Another Sunday, new strikes against Angienomics in Europe

The Protestant pastor's daughter and German Chancellor Angela Merkel must be starting to dread Sundays. Last Sunday, it was France, Greece and the small German state of Schleswig-Holstein. This Sunday, it was Greece again and the German state of Nordrhein-Westfalen (North Rhine-Westphalia/NRW), where around one-sixth of German voters live.

In the Landtag (state parliament) election in NRW, Angie's Christian Democratic Union (CDU) was clobbered. (Heribert Prantl, Norbert Röttgen, Kanzlerkandidat in spe a. D. Süddeutsche Zeitung 13.05.2012.) The Social Democrats (SPD) seem to have pulled 39% of the vote and their now seemingly "natural" coalition partner the Greens won nearly 12%, which means they should be able to form the new NRW government with a "red-green" coalition, according to the German political color schemes. The SPD's Hannelore Kraft would be the expected new NRW minister-president (governor).

Angie's current national coalition partner, the liberal (in German terms) Free Democrats (FDP) pulled a respectable 8%. But the CDU's 26% counts as a disaster, a debacle. NRW's CDU head Norbert Röttgen had been considered a potential successor to Angie as the national Chancellor candidate for the CDU, a hope that seems to have vanished for the moment after Sunday's results, a loss of around 8% of the total vote compared to the previous NRW Landtag election. Wahlschlappe. Within the CDU, Röttgen had counted as a leader of the wing of the Party more willing to form coalitions with the Green Party and more environmentally aware. (Röttgen gibt Amt als Chef der NRW-CDU ab Spiegel Online 13.05.2012)
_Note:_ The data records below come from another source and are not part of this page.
//! Decoding of the terminal control sequences the line editor understands.
//!
//! Sequences are matched against a fixed table one byte at a time. A partial
//! sequence is never interpreted as literal input: the decoder keeps reporting
//! [`Decoded::Pending`] until a full table entry has been seen.

use log::trace;

pub const ESC: u8 = 0x1b;

/// Keys reachable through an escape sequence.
#[derive(Debug, Clone, Copy, PartialEq, Eq)]
pub enum EscapeKey {
    Home,
    Insert,
    Delete,
    End,
    Up,
    Down,
    Left,
    Right,
}

const SEQUENCES: &[(&[u8], EscapeKey)] = &[
    (b"\x1b[1~", EscapeKey::Home),
    (b"\x1b[2~", EscapeKey::Insert),
    (b"\x1b[3~", EscapeKey::Delete),
    (b"\x1b[4~", EscapeKey::End),
    (b"\x1b[A", EscapeKey::Up),
    (b"\x1b[B", EscapeKey::Down),
    (b"\x1b[C", EscapeKey::Right),
    (b"\x1b[D", EscapeKey::Left),
    // xterm sends these for Home/End instead of the vt220 forms
    (b"\x1b[H", EscapeKey::Home),
    (b"\x1b[F", EscapeKey::End),
];

const MAX_LEN: usize = 4;

/// Returns the key encoded by `buf` when it is exactly one known sequence.
pub fn decode(buf: &[u8]) -> Option<EscapeKey> {
    SEQUENCES
        .iter()
        .find(|(seq, _)| *seq == buf)
        .map(|(_, key)| *key)
}

fn is_prefix(buf: &[u8]) -> bool {
    SEQUENCES.iter().any(|(seq, _)| seq.starts_with(buf))
}

/// Result of feeding one byte to an [`EscapeDecoder`].
#[derive(Debug, Clone, Copy, PartialEq, Eq)]
pub enum Decoded {
    /// More bytes are needed, or the sequence is unrecognised and is being skipped.
    Pending,
    Key(EscapeKey),
}

#[derive(Debug, Clone, Copy, PartialEq, Eq)]
enum State {
    Idle,
    Matching,
    /// Bytes seen so far match no known sequence; swallow until restarted.
    Diverged,
}

/// Accumulator for one in-progress escape sequence.
#[derive(Debug, Clone)]
pub struct EscapeDecoder {
    buf: [u8; MAX_LEN],
    len: usize,
    state: State,
}

impl Default for EscapeDecoder {
    fn default() -> Self {
        Self {
            buf: [0; MAX_LEN],
            len: 0,
            state: State::Idle,
        }
    }
}

impl EscapeDecoder {
    pub fn new() -> Self {
        Self::default()
    }

    /// True while a sequence has been started and not yet resolved.
    pub fn is_active(&self) -> bool {
        self.state != State::Idle
    }

    /// Begin a new sequence with the ESC byte, discarding any partial one.
    pub fn start(&mut self) {
        if self.is_active() {
            trace!("escape: restarting over {:?}", self.pending());
        }
        self.buf[0] = ESC;
        self.len = 1;
        self.state = State::Matching;
    }

    /// Feed the next byte of the sequence.
    pub fn push(&mut self, byte: u8) -> Decoded {
        match self.state {
            State::Idle => {
                if byte == ESC {
                    self.start();
                }
                Decoded::Pending
            }
            State::Diverged => Decoded::Pending,
            State::Matching => {
                // `len < MAX_LEN` holds in this state: a full-length buffer is
                // either a table entry or has already diverged.
                self.buf[self.len] = byte;
                self.len += 1;
                let seen = &self.buf[..self.len];
                if let Some(key) = decode(seen) {
                    self.reset();
                    Decoded::Key(key)
                } else if is_prefix(seen) && self.len < MAX_LEN {
                    Decoded::Pending
                } else {
                    trace!("escape: unrecognised sequence {:?}", seen);
                    self.state = State::Diverged;
                    Decoded::Pending
                }
            }
        }
    }

    /// Drop whatever has been accumulated. Returns true if a sequence was in progress.
    pub fn reset(&mut self) -> bool {
        let was_active = self.is_active();
        self.len = 0;
        self.state = State::Idle;
        was_active
    }

    /// Bytes accumulated for the current sequence.
    pub fn pending(&self) -> &[u8] {
        &self.buf[..self.len]
    }
}
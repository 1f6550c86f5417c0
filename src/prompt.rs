//! Colored, segmented prompt and redrawing of the line being edited.

use crate::line::Line;
use crossterm::cursor::{MoveLeft, MoveToColumn};
use crossterm::style::{self, Print, Stylize};
use crossterm::terminal::{Clear, ClearType};
use crossterm::queue;
use std::io::{self, Write};

pub const DEFAULT_END: &str = "\u{25b6}";
pub const DEFAULT_MID: &str = " ";

/// Colors used when reporting a failed command.
pub const ALERT_COLORS: (&str, &str) = ("black", "red");

/// Colors a prompt segment can use.
#[derive(Debug, Clone, Copy, PartialEq, Eq)]
pub enum Color {
    White,
    Red,
    Green,
    Black,
    Blue,
}

impl Color {
    pub fn from_name(name: &str) -> Option<Self> {
        match name {
            "white" => Some(Self::White),
            "red" => Some(Self::Red),
            "green" => Some(Self::Green),
            "black" => Some(Self::Black),
            "blue" => Some(Self::Blue),
            _ => None,
        }
    }
}

impl From<Color> for style::Color {
    fn from(color: Color) -> Self {
        match color {
            Color::White => style::Color::White,
            Color::Red => style::Color::Red,
            Color::Green => style::Color::Green,
            Color::Black => style::Color::Black,
            Color::Blue => style::Color::Blue,
        }
    }
}

/// Wrap `text` in ANSI colors. Unknown color names leave that channel untouched.
pub fn colorize(text: &str, fg: &str, bg: &str) -> String {
    let mut styled = style::style(text);
    if let Some(color) = Color::from_name(fg) {
        styled = styled.with(style::Color::from(color));
    }
    if let Some(color) = Color::from_name(bg) {
        styled = styled.on(style::Color::from(color));
    }
    styled.to_string()
}

/// One colored chunk of the prompt.
#[derive(Debug, Clone, PartialEq, Eq)]
pub struct PromptSegment {
    pub text: String,
    pub fg: String,
    pub bg: String,
}

impl PromptSegment {
    pub fn new(text: impl Into<String>, fg: impl Into<String>, bg: impl Into<String>) -> Self {
        Self {
            text: text.into(),
            fg: fg.into(),
            bg: bg.into(),
        }
    }
}

/// Ordered prompt segments plus the glyphs drawn between and after them.
#[derive(Debug, Clone)]
pub struct Prompt {
    segments: Vec<PromptSegment>,
    mid: String,
    end: String,
}

impl Default for Prompt {
    fn default() -> Self {
        Self::new(DEFAULT_MID, DEFAULT_END)
    }
}

impl Prompt {
    pub fn new(mid: impl Into<String>, end: impl Into<String>) -> Self {
        Self {
            segments: Vec::new(),
            mid: mid.into(),
            end: end.into(),
        }
    }

    pub fn push_segment(&mut self, segment: PromptSegment) {
        self.segments.push(segment);
    }

    pub fn segments(&self) -> &[PromptSegment] {
        &self.segments
    }

    pub fn segments_mut(&mut self) -> &mut Vec<PromptSegment> {
        &mut self.segments
    }

    /// The prompt in each segment's own colors.
    pub fn render(&self) -> String {
        self.render_with(None)
    }

    /// The prompt with every segment forced into [`ALERT_COLORS`].
    pub fn render_alert(&self) -> String {
        self.render_with(Some(ALERT_COLORS))
    }

    /// Render all segments, optionally overriding their colors.
    ///
    /// Interior segments are followed by the mid separator; the last one gets
    /// a space and the end cap in swapped colors, pointing into the input.
    pub fn render_with(&self, colors: Option<(&str, &str)>) -> String {
        let mut rendered = String::new();
        for (i, segment) in self.segments.iter().enumerate() {
            let (fg, bg) = colors.unwrap_or((segment.fg.as_str(), segment.bg.as_str()));
            if i + 1 == self.segments.len() {
                rendered.push_str(&colorize(&format!("{} ", segment.text), fg, bg));
                rendered.push_str(&colorize(&self.end, bg, fg));
            } else {
                rendered.push_str(&colorize(&format!("{}{}", segment.text, self.mid), fg, bg));
            }
        }
        rendered.push(' ');
        rendered
    }

    /// Repaint the current terminal row with the prompt and `line`, leaving
    /// the terminal cursor at the line's cursor.
    pub fn redraw(&self, out: &mut impl Write, line: &Line) -> io::Result<()> {
        queue!(
            out,
            MoveToColumn(0),
            Clear(ClearType::CurrentLine),
            Print(self.render()),
            Print(line.content())
        )?;
        let behind = line.len().saturating_sub(line.cursor());
        if behind > 0 {
            queue!(out, MoveLeft(u16::try_from(behind).unwrap_or(u16::MAX)))?;
        }
        out.flush()
    }
}

#[cfg(test)]
mod tests {
    use super::*;
    use crate::history::History;
    use crate::registry::no_completion;

    // NO_COLOR would otherwise turn every colorize call into a no-op.
    fn colors_on() {
        crossterm::style::force_color_output(true);
    }

    fn two_segment_prompt() -> Prompt {
        colors_on();
        let mut prompt = Prompt::new("|", ">");
        prompt.push_segment(PromptSegment::new("10.0.0.1", "white", "blue"));
        prompt.push_segment(PromptSegment::new("barshell", "black", "white"));
        prompt
    }

    #[test]
    fn test_colorize_unknown_names_pass_through() {
        assert_eq!(colorize("plain", "purple", "mauve"), "plain");
        assert_eq!(colorize("plain", "", ""), "plain");
    }

    #[test]
    fn test_colorize_wraps_text() {
        colors_on();
        let red = colorize("err", "red", "");
        assert_ne!(red, "err");
        assert!(red.contains("err"));
        assert_ne!(colorize("err", "red", "black"), red);
    }

    #[test]
    fn test_render_separates_and_caps_segments() {
        let prompt = two_segment_prompt();
        let expected = format!(
            "{}{}{} ",
            colorize("10.0.0.1|", "white", "blue"),
            colorize("barshell ", "black", "white"),
            colorize(">", "white", "black"),
        );
        assert_eq!(prompt.render(), expected);
    }

    #[test]
    fn test_alert_override_leaves_segments_alone() {
        let prompt = two_segment_prompt();
        let expected = format!(
            "{}{}{} ",
            colorize("10.0.0.1|", "black", "red"),
            colorize("barshell ", "black", "red"),
            colorize(">", "red", "black"),
        );
        assert_eq!(prompt.render_alert(), expected);
        assert_eq!(prompt.segments()[0].fg, "white");
        assert_ne!(prompt.render(), prompt.render_alert());
    }

    #[test]
    fn test_empty_prompt_renders_space() {
        assert_eq!(Prompt::default().render(), " ");
    }

    #[test]
    fn test_redraw_repositions_cursor() {
        let prompt = two_segment_prompt();
        let mut line = Line::new();
        let mut history = History::default();
        for b in b"abc\x1b[D\x1b[D" {
            line.handle_byte(*b, &mut history, &no_completion);
        }

        let mut out = Vec::new();
        prompt.redraw(&mut out, &line).unwrap();
        let out = String::from_utf8(out).unwrap();
        assert!(out.contains(&prompt.render()));
        assert!(out.ends_with("abc\x1b[2D"), "{:?}", out);
    }

    #[test]
    fn test_redraw_after_edits_behind_cursor() {
        let prompt = two_segment_prompt();
        let mut line = Line::new();
        line.set_content("abc");
        line.delete_at(0);
        line.insert_at(0, b'x');
        line.delete_at(2);

        let mut out = Vec::new();
        prompt.redraw(&mut out, &line).unwrap();
        assert_eq!(line.cursor(), line.len());
        assert!(String::from_utf8(out).unwrap().ends_with("xb"));

        line.move_home();
        line.insert_at(2, b'y');
        let mut out = Vec::new();
        prompt.redraw(&mut out, &line).unwrap();
        assert!(String::from_utf8(out).unwrap().ends_with("xby\x1b[3D"));
    }

    #[test]
    fn test_redraw_at_end_does_not_move() {
        let prompt = two_segment_prompt();
        let mut line = Line::new();
        line.set_content("ls");
        let mut out = Vec::new();
        prompt.redraw(&mut out, &line).unwrap();
        assert!(String::from_utf8(out).unwrap().ends_with("ls"));
    }
}
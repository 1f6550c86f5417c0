use crate::error::DispatchError;
use crate::terminal;
use anyhow::{Context, Result, anyhow};
use log::debug;
use std::ffi::OsStr;
use std::path::{Path, PathBuf};
use std::process::{Command, ExitStatus};

/// Fallback that runs unrecognised input as an external program.
///
/// The program inherits the shell's stdio and runs with the terminal in its
/// normal mode. Its output goes straight to the terminal, so the returned
/// string is empty on success; any other outcome is reported as an error.
pub fn exec_fallback(input: &str) -> Result<String> {
    let mut words = input.split_whitespace();
    let Some(name) = words.next() else {
        return Ok(String::new());
    };
    let args: Vec<&str> = words.collect();

    let search_paths = std::env::var_os("PATH").unwrap_or_default();
    let program = resolve_program(name, &search_paths)?;
    debug!("exec: {} {:?}", program.display(), args);

    let status = terminal::with_cooked_mode(|| Command::new(&program).args(&args).status())?
        .with_context(|| format!("failed to run '{}'", name))?;
    check_status(name, status)?;
    Ok(String::new())
}

/// Locate the program a command word names.
///
/// A word with more than one path component (`/bin/ls`, `./build.sh`,
/// `tools/run`) is taken as a path; a bare word is looked up in
/// `search_paths`, which uses PATH syntax. The working directory is never
/// searched for bare words. Only runnable regular files count.
pub fn resolve_program(name: &str, search_paths: &OsStr) -> Result<PathBuf, DispatchError> {
    let path = Path::new(name);
    let found = if path.is_absolute() || path.components().count() > 1 {
        is_runnable(path).then(|| path.to_path_buf())
    } else if name.is_empty() {
        None
    } else {
        std::env::split_paths(search_paths)
            .map(|dir| dir.join(name))
            .find(|candidate| is_runnable(candidate))
    };
    found.ok_or_else(|| DispatchError::not_found(name))
}

#[cfg(unix)]
fn is_runnable(path: &Path) -> bool {
    use std::os::unix::fs::PermissionsExt;
    path.metadata()
        .map(|meta| meta.is_file() && meta.permissions().mode() & 0o111 != 0)
        .unwrap_or(false)
}

#[cfg(not(unix))]
fn is_runnable(path: &Path) -> bool {
    path.is_file()
}

/// Map a finished child to the error the session shows, if any.
fn check_status(name: &str, status: ExitStatus) -> Result<()> {
    if status.success() {
        return Ok(());
    }
    match status.code() {
        Some(code) => Err(anyhow!("'{}' exited with status {}", name, code)),
        None => Err(anyhow!("'{}' {}", name, abnormal_exit(status))),
    }
}

#[cfg(unix)]
fn abnormal_exit(status: ExitStatus) -> String {
    use std::os::unix::process::ExitStatusExt;
    match status.signal() {
        Some(signal) if status.core_dumped() => {
            format!("killed by signal {} (core dumped)", signal)
        }
        Some(signal) => format!("killed by signal {}", signal),
        None => "terminated abnormally".to_string(),
    }
}

#[cfg(not(unix))]
fn abnormal_exit(_status: ExitStatus) -> String {
    "terminated abnormally".to_string()
}
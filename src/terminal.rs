//! Terminal mode handling.

use crossterm::cursor::MoveTo;
use crossterm::queue;
use crossterm::terminal::{self, Clear, ClearType};
use log::{debug, warn};
use std::io::{self, Write};

/// Raw (unbuffered, unechoed) terminal mode for as long as the guard lives.
///
/// The previous mode is restored when the guard is dropped, which also
/// happens while unwinding from a panic.
#[derive(Debug)]
pub struct RawMode {
    _private: (),
}

impl RawMode {
    pub fn enable() -> io::Result<Self> {
        terminal::enable_raw_mode()?;
        debug!("terminal: raw mode enabled");
        Ok(Self { _private: () })
    }
}

impl Drop for RawMode {
    fn drop(&mut self) {
        match terminal::disable_raw_mode() {
            Ok(()) => debug!("terminal: raw mode disabled"),
            Err(e) => warn!("terminal: failed to restore mode: {}", e),
        }
    }
}

/// Run `f` with the terminal in its normal mode, re-entering raw mode after.
///
/// Used while a child process owns the terminal. Does nothing special when
/// raw mode is not active.
pub fn with_cooked_mode<T>(f: impl FnOnce() -> T) -> io::Result<T> {
    if !terminal::is_raw_mode_enabled()? {
        return Ok(f());
    }
    terminal::disable_raw_mode()?;
    let result = f();
    terminal::enable_raw_mode()?;
    Ok(result)
}

/// Standard input without the process-wide read buffer.
///
/// Keys are read one byte at a time, so anything typed ahead of the current
/// line stays in the terminal for the next reader, including a child
/// process started by the exec fallback.
#[cfg(unix)]
pub fn unbuffered_stdin() -> io::Result<std::fs::File> {
    unbuffered(io::stdin())
}

#[cfg(not(unix))]
pub fn unbuffered_stdin() -> io::Result<io::Stdin> {
    Ok(io::stdin())
}

/// A `File` sharing `source`'s descriptor and read offset.
#[cfg(unix)]
fn unbuffered(source: impl std::os::fd::AsFd) -> io::Result<std::fs::File> {
    let fd = source.as_fd().try_clone_to_owned()?;
    Ok(std::fs::File::from(fd))
}

/// Clear the whole screen and move the cursor to the top-left corner.
pub fn clear_screen(out: &mut impl Write) -> io::Result<()> {
    queue!(out, Clear(ClearType::All), MoveTo(0, 0))?;
    out.flush()
}

/// Write `text` followed by a line break, using CRLF since raw mode does
/// not translate bare newlines.
pub fn write_lines(out: &mut impl Write, text: &str) -> io::Result<()> {
    for line in text.split('\n') {
        write!(out, "{}\r\n", line.strip_suffix('\r').unwrap_or(line))?;
    }
    out.flush()
}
As Heribert Prantl puts it, "Die Kanzlerschaft der Angela Merkel begann also mit dem spektakulären CDU-Sieg in Nordrhein-Westfalen von 2005. Die spektakulär furchtbare CDU-Niederlage vom Sonntag könnte nun das umgekehrte Signal sein." ("The Chancellorship of Angela Merkel began with the spectacular CDU victory in North Rhine-Westphalia of 2005. The spectacularly awful CDU defeat of Sunday could be the opposite signal.") In other words, the political drift even in German politics is heavily against Angie and her CDU.

There is a small protest party called the Pirate Party - yes, really - that won over 8% in NRW and so will be represented in the Landtag. The Left Party fell below the 5% minimum vote to have Landtag representation. The failure of the Left Party to capitalized politically on the depression that began in 2007 is a remarkable fact in itself. The initial analysis from the Left Party paper Neues Deutschland, SPD legt zu, CDU stürzt ab 14.05.2012, blames the poor showing on intense internal party strife and poor media coverage.

Meanwhile, in Greece, the President (head of state) Karolos Papoulias held an emergency meeting with the heads of the first-place conservative New Democracy (ND) Party, the second-ranking Radical Left party Syriza and the third-place social-democratic Pasok Party to form a national unity government that would continue the banker-collection-agent role that Angie demands and which the current national unity government lead by ND and Pasok has been fulfilling. Syriza leader Alexis Tsipras refused to sign on to any agreement that involved supporting the current EU/Angie-imposed austerity budget, which means economic suicide for Greece. (Lefteris Papadimas and George Georgiopoulos, Greece Lurches Towards New Vote, Hard Left Leads Reuters 05/13/2012)

If Papoulias can't get agreement for a new government, new elections would be called for June.

The prospects for Greece remaining in the euro look increasingly dim.

This week, François Hollande is inaugurated as President of France and has already been summoned to Berlin for orders from talks with the Princess Angie von Merkel. A spokesman for Hollande's French Socialist Party said in a public statement that people didn't have an election just to have Angela Merkel decide on the fate of all the other EU countries. Kritik an der Kanzlerin. Hollandes Sozialisten greifen Merkel an Spiegel Online 13.05.2012. I would think Hollande must be feeling tremendous pressure over that visit. It looks to be an early and critical test of his Presidency. If he knuckles under to Angie this week, it's hard to see how he can hope for France to be anything other than a political satellite country of Germany in the EU structure as long as Angie's mode of EU domination continues.